(Items from a data source)
※
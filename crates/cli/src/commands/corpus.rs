//! Corpus command handler.
//!
//! Uploads a JSONL corpus to the search service and reports what was sent.

use crate::services;
use clap::{Args, Subcommand};
use grounded_core::{config::AppConfig, AppResult};
use grounded_retrieval::{read_corpus, CorpusUploader, UploadOutcome};
use std::path::PathBuf;

/// Corpus management
#[derive(Args, Debug)]
pub struct CorpusCommand {
    #[command(subcommand)]
    pub action: CorpusAction,
}

#[derive(Subcommand, Debug)]
pub enum CorpusAction {
    /// Upload a JSONL corpus, skipping it if unchanged since the last upload
    Upload(CorpusUploadCommand),
    /// Show the fingerprint of the last upload
    Status(CorpusStatusCommand),
}

impl CorpusCommand {
    pub async fn execute(&self, config: &AppConfig) -> AppResult<()> {
        match &self.action {
            CorpusAction::Upload(cmd) => cmd.execute(config).await,
            CorpusAction::Status(cmd) => cmd.execute(config),
        }
    }
}

/// Upload records to the search service
#[derive(Args, Debug)]
pub struct CorpusUploadCommand {
    /// JSONL file of {"content", "source"} records
    pub file: PathBuf,

    /// Corpus name
    #[arg(short, long, default_value = "default")]
    pub name: String,

    /// Upload even if the corpus is unchanged
    #[arg(long)]
    pub force: bool,

    /// Output as JSON
    #[arg(long)]
    pub json: bool,
}

impl CorpusUploadCommand {
    pub async fn execute(&self, config: &AppConfig) -> AppResult<()> {
        tracing::info!("Executing corpus upload for '{}'", self.name);

        let records = read_corpus(&self.file)?;
        let uploader = CorpusUploader::new(&config.workspace, &self.name, services::search_client(config))
            .with_batch_size(config.search.upload_batch_size);

        let outcome = uploader.upload(&records, self.force).await?;

        match (&outcome, self.json) {
            (UploadOutcome::Unchanged { hash }, true) => services::print_json(&serde_json::json!({
                "corpus": self.name,
                "status": "unchanged",
                "hash": hash,
            }))?,
            (UploadOutcome::Unchanged { hash }, false) => {
                println!("Corpus '{}' unchanged ({}), nothing uploaded", self.name, short_hash(hash))
            }
            (UploadOutcome::Uploaded { hash, records, batches }, true) => {
                services::print_json(&serde_json::json!({
                    "corpus": self.name,
                    "status": "uploaded",
                    "hash": hash,
                    "records": records,
                    "batches": batches,
                }))?
            }
            (UploadOutcome::Uploaded { hash, records, batches }, false) => println!(
                "Uploaded {} records in {} batches to corpus '{}' ({})",
                records,
                batches,
                self.name,
                short_hash(hash)
            ),
        }

        Ok(())
    }
}

/// Show the last upload fingerprint
#[derive(Args, Debug)]
pub struct CorpusStatusCommand {
    /// Corpus name
    #[arg(short, long, default_value = "default")]
    pub name: String,

    /// Output as JSON
    #[arg(long)]
    pub json: bool,
}

impl CorpusStatusCommand {
    pub fn execute(&self, config: &AppConfig) -> AppResult<()> {
        let uploader =
            CorpusUploader::new(&config.workspace, &self.name, services::search_client(config));
        let fingerprint = uploader.status()?;

        if self.json {
            services::print_json(&serde_json::json!({
                "corpus": self.name,
                "fingerprint": fingerprint,
            }))?;
            return Ok(());
        }

        match fingerprint {
            Some(fp) => println!(
                "Corpus '{}': {} records, hash {}, uploaded {}",
                self.name,
                fp.records,
                short_hash(&fp.hash),
                fp.uploaded_at.to_rfc3339()
            ),
            None => println!("Corpus '{}' has not been uploaded", self.name),
        }

        Ok(())
    }
}

fn short_hash(hash: &str) -> &str {
    hash.get(..12).unwrap_or(hash)
}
※
Return each full line of the entries that contains the word "CorpusUploadCommand".

    Upload(CorpusUploadCommand),
pub struct CorpusUploadCommand {
impl CorpusUploadCommand {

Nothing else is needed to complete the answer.